My favorite ultra-portable, ultra-personal computer was unveiled one year ago at last year’s CTIA confab. This year, the people at OQO unveiled an updated version of their pocket-ready computer.
The new model 01+ has more memory (now 512 MB), more storage (30GB hard drive), better connectivity (USB 2.0 port), an improved pen-based digitizer, a universal power supply with a car/auto adapter, and most important of all, a built-in speaker. There are even a number of case design options, such as metal or leather.
OQO is still the only pocket-sized laptop on the market, it’s still only 14 ounces and it’s still very cool to use. It's still not cheap, either: The new model will sell for $1,899.
H-P announced its new Deskjet 460 mobile printer, which it says is the first portable printer to feature Wi-Fi technology for wireless printing. The printer can run on AC power or rechargeable batteries.
For $250 you get the basic printer. The rechargeable battery is extra. So are the plug-in Wi-Fi or Bluetooth wireless cards. I saw the Deskjet 460 in action, printing documents from an iPAQ PDA. All I can say is, WOW! The 460 looks like a must for first adopter road warriors.

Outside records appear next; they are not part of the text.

//! Custom error types for backup-steward
//!
//! This module defines the error hierarchy for the application using thiserror
//! for ergonomic error definitions.

use thiserror::Error;

/// The main error type for backup-steward operations
#[derive(Error, Debug)]
pub enum StewardError {
    /// Configuration-related errors, always raised before anything destructive
    #[error("Configuration error: {0}")]
    Config(String),

    /// A disk could not be resolved, listed or reached
    #[error("Could not connect to disk {disk}: {reason}")]
    Connectivity { disk: String, reason: String },

    /// A destination was asked to write but has no disk at all
    #[error("There is no disk set for the backup destination {backup_name}")]
    NoDiskConfigured { backup_name: String },

    /// Writing an archive to a destination failed
    #[error("Could not write backup to disk {disk}: {reason}")]
    StorageWrite { disk: String, reason: String },

    /// Other storage collaborator failures (delete, stat, read)
    #[error("Storage error: {0}")]
    Storage(String),

    /// File I/O errors
    #[error("I/O error: {0}")]
    Io(String),

    /// JSON serialization/deserialization errors
    #[error("JSON error: {0}")]
    Json(String),

    /// YAML serialization/deserialization errors
    #[error("YAML error: {0}")]
    Yaml(String),

    /// Archive container errors
    #[error("Archive error: {0}")]
    Archive(String),

    /// A database dump command failed
    #[error("Dump error: {0}")]
    Dump(String),

    /// The backup run selected nothing to archive
    #[error("There are no files to be backed up")]
    EmptyManifest,

    /// Entity not found errors
    #[error("{entity_type} not found: {identifier}")]
    NotFound {
        entity_type: &'static str,
        identifier: String,
    },

    /// A monitor run found unhealthy destinations
    #[error("{count} unhealthy backup destination(s) found")]
    Unhealthy { count: usize },
}

impl StewardError {
    /// Create a connectivity error for a disk
    pub fn connectivity(disk: impl Into<String>, reason: impl ToString) -> Self {
        Self::Connectivity {
            disk: disk.into(),
            reason: reason.to_string(),
        }
    }

    /// Create a write error for a disk
    pub fn storage_write(disk: impl Into<String>, reason: impl ToString) -> Self {
        Self::StorageWrite {
            disk: disk.into(),
            reason: reason.to_string(),
        }
    }

    /// Create a "not found" error
    pub fn not_found(entity_type: &'static str, identifier: impl Into<String>) -> Self {
        Self::NotFound {
            entity_type,
            identifier: identifier.into(),
        }
    }

    /// Check if this is a connectivity error
    pub fn is_connectivity(&self) -> bool {
        matches!(self, Self::Connectivity { .. })
    }

    /// Check if this is a configuration error
    pub fn is_config(&self) -> bool {
        matches!(self, Self::Config(_))
    }

    /// Check if this is a "not found" error
    pub fn is_not_found(&self) -> bool {
        matches!(self, Self::NotFound { .. })
    }
}

// Implement From traits for common error types

impl From<std::io::Error> for StewardError {
    fn from(err: std::io::Error) -> Self {
        Self::Io(err.to_string())
    }
}

impl From<serde_json::Error> for StewardError {
    fn from(err: serde_json::Error) -> Self {
        Self::Json(err.to_string())
    }
}

impl From<serde_yaml::Error> for StewardError {
    fn from(err: serde_yaml::Error) -> Self {
        Self::Yaml(err.to_string())
    }
}

impl From<zip::result::ZipError> for StewardError {
    fn from(err: zip::result::ZipError) -> Self {
        Self::Archive(err.to_string())
    }
}

/// Result type alias for backup-steward operations
pub type StewardResult<T> = Result<T, StewardError>;

#[cfg(test)]
mod tests {
    use super::*;

    #[test]
    fn test_error_display() {
        let err = StewardError::Config("test error".into());
        assert_eq!(err.to_string(), "Configuration error: test error");
        assert!(err.is_config());
    }

    #[test]
    fn test_connectivity_error() {
        let err = StewardError::connectivity("s3", "timed out");
        assert_eq!(err.to_string(), "Could not connect to disk s3: timed out");
        assert!(err.is_connectivity());
    }

    #[test]
    fn test_not_found_error() {
        let err = StewardError::not_found("Settings file", "/etc/steward.yaml");
        assert_eq!(err.to_string(), "Settings file not found: /etc/steward.yaml");
        assert!(err.is_not_found());
    }

    #[test]
    fn test_no_disk_differs_from_connectivity() {
        let err = StewardError::NoDiskConfigured {
            backup_name: "app".into(),
        };
        assert!(!err.is_connectivity());
        assert!(err.to_string().contains("app"));
    }

    #[test]
    fn test_from_io_error() {
        let io_err = std::io::Error::new(std::io::ErrorKind::NotFound, "file not found");
        let steward_err: StewardError = io_err.into();
        assert!(matches!(steward_err, StewardError::Io(_)));
    }
}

The fall CTIA show is called Wireless I.T. and Entertainment 2005 so, as you might expect, there were a lot of announcements concerning downloading music, video and games into wireless devices. One of the more interesting schemes comes from the memory people at SanDisk. They’re not talking about wireless, but secure distribution onto cell phones and laptops.
SanDisk has introduced what they call ‘gruvi’ — the first removable flash memory card of its type to be sold with premium music content.
In November, the first gruvi card will be released. It will offer a compressed version of the Rolling Stones’ new album, "A Bigger Bang." The media involved here is a TransFlash (soon to be called microSD) memory card the size of your smallest fingernail. It plays in any device with a TransFlash memory slot and comes with an SD card-sized adapter for others.
It’s the first music release to use SanDisk’s new TrustedFlash technology which allows content providers to lock the content to the card. That means consumers will be allowed to play the card on any device they own that can use the card. According to SanDisk that’s in contrast to closed, proprietary systems that restrict content to a single device.
The gruvi music card includes the album in the WMA format along with bonus content offered exclusively in this format. This new version of "A Bigger Bang" will have a suggested retail price of $39.95 at select retailers, which compares with around $13-$14 for the CD on its own and $30 for a blank 128MB TransFlash card.